© INTERNELe site de Paris Match avait pourtant bien fait les choses : pour contourner la loi qui interdit de publier un sondage dans la semaine précédant une élection, celui-ci était publié d'un site hébergeur américain. Le tribunal n'a pas admis cet argument et a jugé que la consultation du site américain résultait seulement d'un "clic" sur le mot "sondage" proposé à l'internaute connecté au site de Paris-Match.
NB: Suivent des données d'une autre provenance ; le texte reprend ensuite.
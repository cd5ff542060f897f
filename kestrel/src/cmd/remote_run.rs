//! The `remote-run` subcommand.

use kestrel_common::prelude::*;

use crate::{backend::ec2::Ec2Backend, opts::JobOpt};

/// Run a job with mappers on provisioned cloud instances.
pub async fn run(opt: &JobOpt) -> Result<()> {
    let manifest = opt.load_manifest()?;
    if manifest.workers == 0 {
        return Err(format_err!("remote-run requires at least one mapper slot"));
    }
    if manifest.cloud.workers == 0 {
        return Err(format_err!(
            "remote-run requires cloud.workers (or --cloud-workers) > 0"
        ));
    }
    super::export_cloud_credentials(&manifest);

    let job = super::prepare_job(opt, manifest);
    let mut backend = Ec2Backend::new(job.manifest.clone())?;
    super::run_and_finish(&job, &mut backend).await
}
use std::fs;
use std::path::{Path, PathBuf};
use std::sync::Arc;

use chrono::{Local, NaiveDate};
use notify::{EventKind, RecommendedWatcher, RecursiveMode, Watcher};
use parking_lot::RwLock;
use serde::de::DeserializeOwned;
use serde::Serialize;
use tracing::{debug, info, warn};
use walkdir::WalkDir;

use crate::{
    calendar::{self, DayInfo},
    error::{GrowError, Result},
    facility::{CompletionLedger, FacilityTask, FacilityTasksFile, Progress},
    location::{EntriesFile, GrowData, Plant, PlantsFile, Section, SectionsFile, StatsSnapshot},
    schedule::{self, ScheduledTaskTable, Task},
};

/// Everything loaded from the data roots at one point in time.
#[derive(Debug, Clone, Default, PartialEq)]
pub struct Workspace {
    pub data: GrowData,
    pub facility_tasks: Vec<FacilityTask>,
    pub schedule: ScheduledTaskTable,
}

#[derive(Debug, Clone, Copy, PartialEq, Eq)]
enum DatasetFile {
    Sections,
    Plants,
    Entries,
    FacilityTasks,
    Schedule,
}

impl DatasetFile {
    fn from_path(path: &Path) -> Option<Self> {
        match path.file_name()?.to_str()? {
            "sections.json" => Some(Self::Sections),
            "plants.json" => Some(Self::Plants),
            "locationData.json" => Some(Self::Entries),
            "facilityTasks.json" => Some(Self::FacilityTasks),
            "schedule.json" => Some(Self::Schedule),
            _ => None,
        }
    }
}

#[derive(Debug, Clone, PartialEq, Serialize)]
pub struct LocationReport {
    pub section: Section,
    pub active_plant: Option<Plant>,
    pub stats: Option<StatsSnapshot>,
}

#[derive(Debug, Clone, PartialEq, Serialize)]
pub struct DayReport {
    pub day: DayInfo,
    pub label: String,
    pub tasks: Vec<Task>,
    pub location: Option<LocationReport>,
}

pub struct GrowService {
    roots: Arc<RwLock<Vec<PathBuf>>>,
    base_schedule: ScheduledTaskTable,
    workspace: Arc<RwLock<Workspace>>,
    watcher: Option<RecommendedWatcher>,
}

pub struct GrowServiceBuilder {
    roots: Vec<PathBuf>,
    schedule: Option<ScheduledTaskTable>,
}

impl GrowServiceBuilder {
    pub fn new() -> Self {
        Self {
            roots: Vec::new(),
            schedule: None,
        }
    }

    pub fn add_root(mut self, path: impl AsRef<Path>) -> Self {
        Self::push_unique(&mut self.roots, path.as_ref().to_path_buf());
        self
    }

    /// Tasks merged ahead of any `schedule.json` found under the roots.
    pub fn with_schedule(mut self, table: ScheduledTaskTable) -> Self {
        self.schedule = Some(table);
        self
    }

    pub fn build(self) -> Result<GrowService> {
        let base_schedule = self.schedule.unwrap_or_default();
        let workspace = load_workspace(&self.roots, &base_schedule)?;
        Ok(GrowService {
            roots: Arc::new(RwLock::new(self.roots)),
            base_schedule,
            workspace: Arc::new(RwLock::new(workspace)),
            watcher: None,
        })
    }

    fn push_unique(vec: &mut Vec<PathBuf>, path: PathBuf) {
        if !vec.contains(&path) {
            vec.push(path);
        }
    }
}

impl Default for GrowServiceBuilder {
    fn default() -> Self {
        Self::new()
    }
}

impl GrowService {
    pub fn builder() -> GrowServiceBuilder {
        GrowServiceBuilder::new()
    }

    pub fn roots(&self) -> Vec<PathBuf> {
        self.roots.read().clone()
    }

    /// Adds a root and reloads. A root whose data fails to load is not kept.
    pub fn add_root(&mut self, path: PathBuf) -> Result<()> {
        let mut roots = self.roots();
        if roots.contains(&path) {
            return Ok(());
        }
        roots.push(path.clone());
        let fresh = load_workspace(&roots, &self.base_schedule)?;
        *self.roots.write() = roots;
        *self.workspace.write() = fresh;
        self.watch_path(&path)
    }

    /// Reloads every root. The previous snapshot stays in place on failure.
    pub fn reload_all(&self) -> Result<()> {
        let fresh = load_workspace(&self.roots.read(), &self.base_schedule)?;
        *self.workspace.write() = fresh;
        Ok(())
    }

    pub fn workspace(&self) -> Workspace {
        self.workspace.read().clone()
    }

    pub fn data(&self) -> GrowData {
        self.workspace.read().data.clone()
    }

    pub fn schedule(&self) -> ScheduledTaskTable {
        self.workspace.read().schedule.clone()
    }

    pub fn facility_tasks(&self) -> Vec<FacilityTask> {
        self.workspace.read().facility_tasks.clone()
    }

    pub fn facility_progress(&self, month: &str, ledger: &CompletionLedger) -> Progress {
        ledger.progress(month, &self.workspace.read().facility_tasks)
    }

    pub fn day_report(&self, offset_days: i64, location_id: Option<&str>) -> Result<DayReport> {
        self.day_report_from(Local::now().date_naive(), offset_days, location_id)
    }

    pub fn day_report_from(
        &self,
        today: NaiveDate,
        offset_days: i64,
        location_id: Option<&str>,
    ) -> Result<DayReport> {
        let guard = self.workspace.read();
        let day = calendar::resolve_from(today, offset_days);
        let tasks = schedule::tasks_for(&day, &guard.schedule).to_vec();
        let location = location_id
            .map(|id| {
                let section = guard
                    .data
                    .section(id)
                    .cloned()
                    .ok_or_else(|| GrowError::UnknownLocation(id.to_string()))?;
                Ok::<_, GrowError>(LocationReport {
                    section,
                    active_plant: guard.data.active_plant_in(id).cloned(),
                    stats: guard.data.stats_snapshot(id),
                })
            })
            .transpose()?;
        Ok(DayReport {
            label: day.label(),
            day,
            tasks,
            location,
        })
    }

    /// Starts a watcher that reloads the workspace whenever a root changes.
    pub fn watch(&mut self) -> Result<()> {
        if self.watcher.is_some() {
            return Ok(());
        }
        let roots = Arc::clone(&self.roots);
        let base_schedule = self.base_schedule.clone();
        let workspace = Arc::clone(&self.workspace);
        let mut watcher = notify::recommended_watcher(move |res: notify::Result<notify::Event>| {
            let event = match res {
                Ok(event) => event,
                Err(err) => {
                    warn!(%err, "watch error");
                    return;
                }
            };
            if !matches!(
                event.kind,
                EventKind::Create(_) | EventKind::Modify(_) | EventKind::Remove(_)
            ) {
                return;
            }
            if !event
                .paths
                .iter()
                .any(|path| DatasetFile::from_path(path).is_some())
            {
                return;
            }
            debug!(?event, "dataset change detected");
            let roots = roots.read().clone();
            match load_workspace(&roots, &base_schedule) {
                Ok(fresh) => *workspace.write() = fresh,
                Err(err) => warn!(%err, "reload after change failed; keeping previous data"),
            }
        })?;
        for root in self.roots() {
            watcher.watch(&root, Self::watch_mode(&root))?;
        }
        self.watcher = Some(watcher);
        Ok(())
    }
}

impl GrowService {
    fn watch_path(&mut self, path: &Path) -> Result<()> {
        if let Some(watcher) = &mut self.watcher {
            watcher.watch(path, Self::watch_mode(path))?;
        }
        Ok(())
    }

    fn watch_mode(path: &Path) -> RecursiveMode {
        if path.is_file() {
            RecursiveMode::NonRecursive
        } else {
            RecursiveMode::Recursive
        }
    }
}

fn load_workspace(roots: &[PathBuf], base_schedule: &ScheduledTaskTable) -> Result<Workspace> {
    let mut workspace = Workspace {
        schedule: base_schedule.clone(),
        ..Workspace::default()
    };
    for root in roots {
        ingest_root(&mut workspace, root)?;
    }
    info!(
        sections = workspace.data.sections.len(),
        plants = workspace.data.plants.len(),
        entries = workspace.data.entries.len(),
        facility_tasks = workspace.facility_tasks.len(),
        "grow data loaded"
    );
    Ok(workspace)
}

fn ingest_root(workspace: &mut Workspace, root: &Path) -> Result<()> {
    if root.is_file() {
        if let Some(kind) = DatasetFile::from_path(root) {
            ingest_file(workspace, root, kind)?;
        }
        return Ok(());
    }
    if !root.is_dir() {
        warn!(path = %root.display(), "data root does not exist");
        return Ok(());
    }
    for entry in WalkDir::new(root).sort_by_file_name() {
        let entry = entry?;
        if !entry.file_type().is_file() {
            continue;
        }
        if let Some(kind) = DatasetFile::from_path(entry.path()) {
            ingest_file(workspace, entry.path(), kind)?;
        }
    }
    Ok(())
}

fn ingest_file(workspace: &mut Workspace, path: &Path, kind: DatasetFile) -> Result<()> {
    debug!(path = %path.display(), ?kind, "loading dataset");
    match kind {
        DatasetFile::Sections => {
            let file: SectionsFile = read_json(path)?;
            workspace.data.sections.extend(file.sections);
        }
        DatasetFile::Plants => {
            let file: PlantsFile = read_json(path)?;
            workspace.data.plants.extend(file.plants);
        }
        DatasetFile::Entries => {
            let file: EntriesFile = read_json(path)?;
            workspace.data.entries.extend(file.entries);
        }
        DatasetFile::FacilityTasks => {
            let file: FacilityTasksFile = read_json(path)?;
            workspace.facility_tasks.extend(file.facility_tasks);
        }
        DatasetFile::Schedule => {
            let table: ScheduledTaskTable = read_json(path)?;
            workspace.schedule.merge(table);
        }
    }
    Ok(())
}

fn read_json<T: DeserializeOwned>(path: &Path) -> Result<T> {
    let raw = fs::read_to_string(path).map_err(|err| GrowError::io(path, err))?;
    serde_json::from_str(&raw).map_err(|err| GrowError::json(path, err))
}

#[cfg(test)]
mod tests {
    use super::*;

    #[test]
    fn recognises_dataset_file_names() {
        assert_eq!(
            DatasetFile::from_path(Path::new("/data/location/locationData.json")),
            Some(DatasetFile::Entries)
        );
        assert_eq!(
            DatasetFile::from_path(Path::new("facilityTasks.json")),
            Some(DatasetFile::FacilityTasks)
        );
        assert_eq!(DatasetFile::from_path(Path::new("notes.json")), None);
        assert_eq!(DatasetFile::from_path(Path::new("/")), None);
    }

    #[test]
    fn empty_service_still_resolves_days() {
        let service = GrowService::builder().build().unwrap();
        let today = NaiveDate::from_ymd_opt(2025, 9, 8).unwrap();
        let report = service.day_report_from(today, -1, None).unwrap();
        assert_eq!(report.label, "Yesterday Sunday Week 1");
        assert!(report.tasks.is_empty());
        assert!(report.location.is_none());
    }

    #[test]
    fn unknown_location_is_an_error() {
        let service = GrowService::builder().build().unwrap();
        let today = NaiveDate::from_ymd_opt(2025, 9, 8).unwrap();
        let err = service.day_report_from(today, 0, Some("f99")).unwrap_err();
        assert!(matches!(err, GrowError::UnknownLocation(id) if id == "f99"));
    }
}
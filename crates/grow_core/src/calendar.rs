use chrono::{Datelike, Days, Local, NaiveDate};
use serde::{Deserialize, Serialize};

pub const DAY_NAMES: [&str; 7] = [
    "Sunday",
    "Monday",
    "Tuesday",
    "Wednesday",
    "Thursday",
    "Friday",
    "Saturday",
];

/// Highest week bucket; days 22 and later of any month collapse into it.
pub const MAX_WEEK_BUCKET: u32 = 4;

/// A calendar day resolved relative to "today".
#[derive(Debug, Clone, PartialEq, Eq, Serialize, Deserialize)]
pub struct DayInfo {
    pub date: NaiveDate,
    pub offset: i64,
    pub day_name: String,
    pub week_name: String,
    /// 0 = Sunday .. 6 = Saturday.
    pub day_of_week: u32,
    pub is_weekday: bool,
}

impl DayInfo {
    pub fn week_bucket(&self) -> u32 {
        week_bucket(self.date)
    }

    /// Human label such as `Today Monday Week 2` or `3 Days Ago Friday Week 1`.
    pub fn label(&self) -> String {
        let relative = match self.offset {
            0 => "Today".to_string(),
            -1 => "Yesterday".to_string(),
            1 => "Tomorrow".to_string(),
            d if d < 0 => format!("{} Days Ago", d.unsigned_abs()),
            d => format!("{} Days From Now", d),
        };
        format!("{} {} {}", relative, self.day_name, self.week_name)
    }
}

/// Resolves `offset_days` against the local current date.
pub fn resolve(offset_days: i64) -> DayInfo {
    resolve_from(Local::now().date_naive(), offset_days)
}

pub fn resolve_from(today: NaiveDate, offset_days: i64) -> DayInfo {
    let date = shift_days(today, offset_days);
    let day_of_week = date.weekday().num_days_from_sunday();
    DayInfo {
        date,
        offset: offset_days,
        day_name: DAY_NAMES[day_of_week as usize].to_string(),
        week_name: week_name(date),
        day_of_week,
        is_weekday: (1..=5).contains(&day_of_week),
    }
}

pub fn week_bucket(date: NaiveDate) -> u32 {
    date.day().div_ceil(7).min(MAX_WEEK_BUCKET)
}

pub fn week_name(date: NaiveDate) -> String {
    format!("Week {}", week_bucket(date))
}

// Out-of-range offsets clamp to the representable calendar.
fn shift_days(date: NaiveDate, offset_days: i64) -> NaiveDate {
    let magnitude = Days::new(offset_days.unsigned_abs());
    if offset_days >= 0 {
        date.checked_add_days(magnitude).unwrap_or(NaiveDate::MAX)
    } else {
        date.checked_sub_days(magnitude).unwrap_or(NaiveDate::MIN)
    }
}

#[derive(Debug, Clone, PartialEq, Eq, Serialize, Deserialize)]
pub struct WeekDay {
    pub name: String,
    pub date: NaiveDate,
    /// Short form such as `Oct 18`.
    pub date_label: String,
}

/// Sunday through Saturday of the week containing `today`.
pub fn week_days(today: NaiveDate) -> Vec<WeekDay> {
    let back = u64::from(today.weekday().num_days_from_sunday());
    let sunday = today.checked_sub_days(Days::new(back)).unwrap_or(today);
    sunday
        .iter_days()
        .take(7)
        .enumerate()
        .map(|(idx, date)| WeekDay {
            name: DAY_NAMES[idx].to_string(),
            date,
            date_label: date.format("%b %-d").to_string(),
        })
        .collect()
}

#[derive(Debug, Clone, PartialEq, Eq, Serialize, Deserialize)]
pub struct MonthOption {
    pub value: String,
    pub label: String,
}

/// `YYYY-MM` key used to bucket monthly records.
pub fn month_key(date: NaiveDate) -> String {
    date.format("%Y-%m").to_string()
}

pub fn parse_month_key(key: &str) -> Option<NaiveDate> {
    NaiveDate::parse_from_str(&format!("{}-01", key.trim()), "%Y-%m-%d").ok()
}

/// `October 2026` for `2026-10`; falls back to the raw key when unparsable.
pub fn month_display_name(key: &str) -> String {
    parse_month_key(key)
        .map(|date| date.format("%B %Y").to_string())
        .unwrap_or_else(|| key.to_string())
}

/// Three months either side of the month containing `today`.
pub fn month_options(today: NaiveDate) -> Vec<MonthOption> {
    (-3..=3)
        .filter_map(|shift| first_of_month_shifted(today, shift))
        .map(|date| MonthOption {
            value: month_key(date),
            label: date.format("%B %Y").to_string(),
        })
        .collect()
}

fn first_of_month_shifted(date: NaiveDate, months: i32) -> Option<NaiveDate> {
    let total_months = date.year() * 12 + (date.month() as i32 - 1) + months;
    let target_year = total_months.div_euclid(12);
    let target_month = (total_months.rem_euclid(12) + 1) as u32;
    NaiveDate::from_ymd_opt(target_year, target_month, 1)
}

#[cfg(test)]
mod tests {
    use super::*;

    fn ymd(y: i32, m: u32, d: u32) -> NaiveDate {
        NaiveDate::from_ymd_opt(y, m, d).unwrap()
    }

    #[test]
    fn week_bucket_caps_at_four() {
        // October 2025 starts on a Wednesday.
        assert_eq!(week_name(ymd(2025, 10, 1)), "Week 1");
        assert_eq!(week_name(ymd(2025, 10, 7)), "Week 1");
        assert_eq!(week_name(ymd(2025, 10, 8)), "Week 2");
        assert_eq!(week_name(ymd(2025, 10, 22)), "Week 4");
        assert_eq!(week_name(ymd(2025, 10, 29)), "Week 4");
        assert_eq!(week_name(ymd(2025, 10, 31)), "Week 4");
    }

    #[test]
    fn yesterday_from_second_monday() {
        // 2025-09-08 is the second Monday of September.
        let info = resolve_from(ymd(2025, 9, 8), -1);
        assert_eq!(info.date, ymd(2025, 9, 7));
        assert_eq!(info.day_of_week, 0);
        assert!(!info.is_weekday);
        assert_eq!(info.label(), "Yesterday Sunday Week 1");
    }

    #[test]
    fn labels_cover_relative_forms() {
        let today = ymd(2025, 9, 10);
        assert_eq!(resolve_from(today, 0).label(), "Today Wednesday Week 2");
        assert_eq!(resolve_from(today, 1).label(), "Tomorrow Thursday Week 2");
        assert_eq!(resolve_from(today, -3).label(), "3 Days Ago Sunday Week 1");
        assert_eq!(
            resolve_from(today, 5).label(),
            "5 Days From Now Monday Week 3"
        );
    }

    #[test]
    fn offsets_roll_over_month_and_year() {
        let info = resolve_from(ymd(2025, 12, 30), 3);
        assert_eq!(info.date, ymd(2026, 1, 2));
        assert_eq!(info.day_name, "Friday");
        assert_eq!(info.week_name, "Week 1");

        let info = resolve_from(ymd(2024, 3, 1), -1);
        assert_eq!(info.date, ymd(2024, 2, 29));
    }

    #[test]
    fn weekday_flag_matches_index_for_every_offset() {
        let today = ymd(2026, 10, 18);
        for offset in -40..40 {
            let info = resolve_from(today, offset);
            assert!(info.day_of_week <= 6);
            assert_eq!(info.is_weekday, (1..=5).contains(&info.day_of_week));
            assert_eq!(info.day_name, DAY_NAMES[info.day_of_week as usize]);
        }
    }

    #[test]
    fn extreme_offsets_saturate() {
        let today = ymd(2026, 10, 18);
        let far_future = resolve_from(today, i64::MAX);
        assert_eq!(far_future.date, NaiveDate::MAX);
        assert!(far_future.label().ends_with(&far_future.week_name));

        let far_past = resolve_from(today, i64::MIN);
        assert_eq!(far_past.date, NaiveDate::MIN);
        assert!(far_past.label().contains("Days Ago"));
    }

    #[test]
    fn week_days_start_on_sunday() {
        let days = week_days(ymd(2026, 10, 18));
        assert_eq!(days.len(), 7);
        assert_eq!(days[0].name, "Sunday");
        assert_eq!(days[0].date, ymd(2026, 10, 18));
        assert_eq!(days[6].date, ymd(2026, 10, 24));
        assert_eq!(days[6].date_label, "Oct 24");

        let days = week_days(ymd(2026, 10, 21));
        assert_eq!(days[0].date, ymd(2026, 10, 18));
    }

    #[test]
    fn month_options_span_year_boundary() {
        let options = month_options(ymd(2026, 1, 15));
        let values: Vec<&str> = options.iter().map(|o| o.value.as_str()).collect();
        assert_eq!(
            values,
            vec!["2025-10", "2025-11", "2025-12", "2026-01", "2026-02", "2026-03", "2026-04"]
        );
        assert_eq!(options[3].label, "January 2026");
        assert_eq!(month_display_name("2026-10"), "October 2026");
        assert_eq!(month_display_name("garbage"), "garbage");
    }
}
use std::fmt::Write as _;

use grow_core::{
    calendar,
    facility::Progress,
    metrics::{ComparedReading, MetricComparison, MetricScalar, SideComparison},
    service::DayReport,
};

/// Plain-text day summary printed by `grow_report`.
pub fn render(report: &DayReport, month: &str, progress: &Progress) -> String {
    let mut out = String::new();
    let _ = writeln!(out, "{} ({})", report.label, report.day.date);

    if report.tasks.is_empty() {
        out.push_str("No scheduled tasks\n");
    } else {
        for task in &report.tasks {
            let _ = writeln!(out, "  [ ] {} ({})", task.label, task.category);
        }
    }

    if let Some(location) = &report.location {
        let _ = writeln!(out, "\n{} [{:?}]", location.section.name, location.section.kind);
        if let Some(plant) = &location.active_plant {
            let _ = writeln!(out, "  {} ID: {}", plant.strain_display, plant.id);
        }
        match &location.stats {
            Some(stats) if stats.has_metrics() => {
                match stats.previous_week {
                    Some(prev) => {
                        let _ = writeln!(out, "  Week {} Metrics vs Week {}", stats.week, prev);
                    }
                    None => {
                        let _ = writeln!(out, "  Week {} Metrics", stats.week);
                    }
                }
                for row in stats.comparisons() {
                    render_row(&mut out, &row);
                }
            }
            _ => out.push_str("  No stats data available\n"),
        }
    }

    let _ = writeln!(
        out,
        "\nFacility {}: {} / {} complete ({:.0}%)",
        calendar::month_display_name(month),
        progress.completed,
        progress.total,
        progress.percent
    );
    out
}

fn render_row(out: &mut String, row: &MetricComparison) {
    match &row.reading {
        ComparedReading::DayNight { day, night } => {
            let _ = writeln!(out, "  {}", row.label);
            render_side(out, "Day", row.unit, day);
            render_side(out, "Night", row.unit, night);
        }
        ComparedReading::Scalar {
            current,
            previous,
            trend,
        } => {
            let current = current.as_scalar().map(ToString::to_string).unwrap_or_default();
            let _ = write!(out, "  {}: {}{} {}", row.label, current, row.unit, trend.arrow());
            if let Some(previous) = previous.as_ref().and_then(|p| p.as_scalar()) {
                let _ = write!(out, " (was {}{})", previous, row.unit);
            }
            out.push('\n');
        }
    }
}

fn render_side(out: &mut String, period: &str, unit: &str, side: &SideComparison) {
    let current = side
        .current
        .as_ref()
        .map(MetricScalar::to_string)
        .unwrap_or_default();
    let _ = write!(out, "    {period}: {current}{unit} {}", side.trend.arrow());
    if let Some(previous) = &side.previous {
        let _ = write!(out, " (was {previous}{unit})");
    }
    out.push('\n');
}

#[cfg(test)]
mod tests {
    use super::*;
    use chrono::NaiveDate;
    use grow_core::{
        location::{Section, SectionKind, StatsSnapshot},
        metrics::{MetricMap, MetricValue},
        resolve_from,
        service::LocationReport,
        Task,
    };

    #[test]
    fn renders_tasks_stats_and_progress() {
        let day = resolve_from(NaiveDate::from_ymd_opt(2025, 9, 8).unwrap(), 0);
        let mut current = MetricMap::new();
        current.insert("temperature".into(), MetricValue::pair(70.0, 65.0));
        current.insert("co2".into(), 1100.0.into());
        let mut previous = MetricMap::new();
        previous.insert("temperature".into(), MetricValue::pair(68.0, 67.0));
        previous.insert("co2".into(), 1100.0.into());

        let report = DayReport {
            label: day.label(),
            day,
            tasks: vec![Task {
                id: "ipm".into(),
                label: "IPM walk-through".into(),
                category: "pest-prevention".into(),
            }],
            location: Some(LocationReport {
                section: Section {
                    id: "f1".into(),
                    name: "Flower 1".into(),
                    kind: SectionKind::Flowering,
                },
                active_plant: None,
                stats: Some(StatsSnapshot {
                    current,
                    previous,
                    week: 7,
                    previous_week: Some(6),
                    timeline: Vec::new(),
                    notes: String::new(),
                }),
            }),
        };
        let progress = Progress {
            completed: 1,
            total: 4,
            percent: 25.0,
        };

        let text = render(&report, "2025-09", &progress);
        assert!(text.starts_with("Today Monday Week 2 (2025-09-08)"));
        assert!(text.contains("[ ] IPM walk-through (pest-prevention)"));
        assert!(text.contains("Week 7 Metrics vs Week 6"));
        assert!(text.contains("Day: 70°F ↑ (was 68°F)"));
        assert!(text.contains("Night: 65°F ↓ (was 67°F)"));
        assert!(text.contains("CO2: 1100ppm → (was 1100ppm)"));
        assert!(text.contains("Facility September 2025: 1 / 4 complete (25%)"));
    }

    #[test]
    fn weekend_without_location_has_no_tasks() {
        let day = resolve_from(NaiveDate::from_ymd_opt(2025, 9, 8).unwrap(), -1);
        let report = DayReport {
            label: day.label(),
            day,
            tasks: Vec::new(),
            location: None,
        };
        let progress = Progress {
            completed: 0,
            total: 0,
            percent: 0.0,
        };
        let text = render(&report, "2025-09", &progress);
        assert!(text.contains("Yesterday Sunday Week 1"));
        assert!(text.contains("No scheduled tasks"));
    }
}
Il a observé que les lecteurs effectuaient involontairement, voire inconsciemment, ce basculement vers le site étranger et que Paris-Match était seul maître du contenu diffusé par ce site.
Elections européennes
Le sondage diffusé précédait de quelques jours l'ouverture du scrutin européen de juin 1999. Le Tribunal a par ailleurs condamné à la même amende Philippe Amaury, directeur de la publication du Parisien et d'Aujourd'hui, pour la diffusion d'un sondage, pour des raisons identiques, dans ces deux quotidiens. Il a en revanche relaxé le directeur de l'Express, Denis Jeambar, poursuivi pour les mêmes faits, car le sondage publié par son magazine ne portait pas sur des intentions de vote mais sur des thèmes généraux de la construction européenne.